**EXERCISE GOAL:** Below are the records; copy each line in which "markup" occurs.

**RECORDS TO PROCESS:**
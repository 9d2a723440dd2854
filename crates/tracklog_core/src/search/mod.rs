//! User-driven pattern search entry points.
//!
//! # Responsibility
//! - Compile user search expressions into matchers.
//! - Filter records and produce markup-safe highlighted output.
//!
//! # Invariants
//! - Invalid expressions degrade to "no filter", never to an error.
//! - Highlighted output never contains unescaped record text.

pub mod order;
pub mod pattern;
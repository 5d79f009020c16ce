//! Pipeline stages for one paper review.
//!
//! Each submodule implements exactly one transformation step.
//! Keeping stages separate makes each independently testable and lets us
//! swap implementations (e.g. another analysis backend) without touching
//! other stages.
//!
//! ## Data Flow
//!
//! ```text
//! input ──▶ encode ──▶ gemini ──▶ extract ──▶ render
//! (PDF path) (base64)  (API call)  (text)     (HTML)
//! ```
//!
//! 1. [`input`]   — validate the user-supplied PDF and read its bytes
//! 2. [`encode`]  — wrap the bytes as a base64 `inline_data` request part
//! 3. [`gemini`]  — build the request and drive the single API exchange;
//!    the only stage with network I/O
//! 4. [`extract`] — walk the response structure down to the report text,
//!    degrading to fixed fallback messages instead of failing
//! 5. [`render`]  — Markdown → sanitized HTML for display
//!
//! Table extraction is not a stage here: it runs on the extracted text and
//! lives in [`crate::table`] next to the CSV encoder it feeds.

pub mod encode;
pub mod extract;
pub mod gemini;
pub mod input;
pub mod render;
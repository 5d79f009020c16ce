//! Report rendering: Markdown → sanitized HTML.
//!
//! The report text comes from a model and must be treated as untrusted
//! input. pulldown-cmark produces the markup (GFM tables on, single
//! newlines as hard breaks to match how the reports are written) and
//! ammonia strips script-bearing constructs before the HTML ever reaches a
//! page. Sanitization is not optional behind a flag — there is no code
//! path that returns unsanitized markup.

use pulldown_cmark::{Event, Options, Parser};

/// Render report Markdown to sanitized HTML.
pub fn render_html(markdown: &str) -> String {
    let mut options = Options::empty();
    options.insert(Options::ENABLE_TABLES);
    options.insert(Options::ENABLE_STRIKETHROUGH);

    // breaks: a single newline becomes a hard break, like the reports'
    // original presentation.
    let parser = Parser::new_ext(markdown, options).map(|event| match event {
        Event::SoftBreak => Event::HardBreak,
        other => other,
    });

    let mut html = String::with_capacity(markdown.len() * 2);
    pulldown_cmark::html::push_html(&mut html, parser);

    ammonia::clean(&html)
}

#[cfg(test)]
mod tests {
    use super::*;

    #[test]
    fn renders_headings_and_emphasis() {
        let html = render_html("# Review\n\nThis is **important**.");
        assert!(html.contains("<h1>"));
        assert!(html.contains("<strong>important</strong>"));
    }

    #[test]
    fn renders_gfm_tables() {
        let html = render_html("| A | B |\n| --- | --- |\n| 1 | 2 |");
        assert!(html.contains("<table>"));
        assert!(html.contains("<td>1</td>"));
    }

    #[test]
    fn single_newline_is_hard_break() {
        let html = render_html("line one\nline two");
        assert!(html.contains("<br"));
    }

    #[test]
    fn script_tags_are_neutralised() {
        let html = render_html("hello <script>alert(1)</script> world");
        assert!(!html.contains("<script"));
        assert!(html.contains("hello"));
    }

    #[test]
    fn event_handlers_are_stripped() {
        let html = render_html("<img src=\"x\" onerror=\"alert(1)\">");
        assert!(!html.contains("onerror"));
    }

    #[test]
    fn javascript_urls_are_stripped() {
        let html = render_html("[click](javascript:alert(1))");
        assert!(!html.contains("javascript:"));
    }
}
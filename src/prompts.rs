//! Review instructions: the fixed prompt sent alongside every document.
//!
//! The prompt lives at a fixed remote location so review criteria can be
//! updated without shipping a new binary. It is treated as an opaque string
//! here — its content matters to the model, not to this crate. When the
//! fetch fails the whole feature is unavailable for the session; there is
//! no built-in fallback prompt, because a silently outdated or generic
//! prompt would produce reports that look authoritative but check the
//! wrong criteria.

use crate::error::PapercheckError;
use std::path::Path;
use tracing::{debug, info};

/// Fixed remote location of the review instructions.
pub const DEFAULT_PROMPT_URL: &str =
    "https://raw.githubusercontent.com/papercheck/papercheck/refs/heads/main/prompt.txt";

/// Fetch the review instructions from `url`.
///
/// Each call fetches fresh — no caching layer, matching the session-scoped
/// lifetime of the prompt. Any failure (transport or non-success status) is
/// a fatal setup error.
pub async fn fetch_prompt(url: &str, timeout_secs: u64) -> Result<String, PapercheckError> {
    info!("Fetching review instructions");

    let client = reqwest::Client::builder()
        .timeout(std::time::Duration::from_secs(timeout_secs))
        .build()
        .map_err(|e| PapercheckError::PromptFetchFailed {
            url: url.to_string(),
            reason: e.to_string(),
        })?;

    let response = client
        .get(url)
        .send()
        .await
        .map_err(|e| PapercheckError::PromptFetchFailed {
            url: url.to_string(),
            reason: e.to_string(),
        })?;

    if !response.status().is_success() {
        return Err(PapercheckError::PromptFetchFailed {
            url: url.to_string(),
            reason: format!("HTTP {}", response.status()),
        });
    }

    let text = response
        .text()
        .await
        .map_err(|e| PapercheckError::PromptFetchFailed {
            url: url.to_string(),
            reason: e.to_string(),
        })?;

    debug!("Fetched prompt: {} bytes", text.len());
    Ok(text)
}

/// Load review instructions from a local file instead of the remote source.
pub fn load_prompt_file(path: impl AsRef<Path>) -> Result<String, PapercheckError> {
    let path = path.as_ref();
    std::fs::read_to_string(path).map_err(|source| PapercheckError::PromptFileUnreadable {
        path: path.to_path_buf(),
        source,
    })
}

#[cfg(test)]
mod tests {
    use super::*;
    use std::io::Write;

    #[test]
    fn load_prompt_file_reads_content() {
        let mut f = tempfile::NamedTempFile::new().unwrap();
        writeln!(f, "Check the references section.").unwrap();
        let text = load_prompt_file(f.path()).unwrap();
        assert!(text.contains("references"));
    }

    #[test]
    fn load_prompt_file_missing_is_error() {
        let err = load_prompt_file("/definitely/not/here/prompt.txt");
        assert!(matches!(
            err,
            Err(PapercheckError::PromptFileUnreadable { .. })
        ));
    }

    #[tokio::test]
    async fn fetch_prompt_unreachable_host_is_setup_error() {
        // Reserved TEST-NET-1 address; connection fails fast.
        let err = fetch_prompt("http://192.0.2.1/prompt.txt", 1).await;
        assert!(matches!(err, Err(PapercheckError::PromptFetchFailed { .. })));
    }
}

**ANSWER BELOW:**
//! - Filter records and produce markup-safe highlighted output.
//! input. pulldown-cmark produces the markup (GFM tables on, single
//! path that returns unsanitized markup.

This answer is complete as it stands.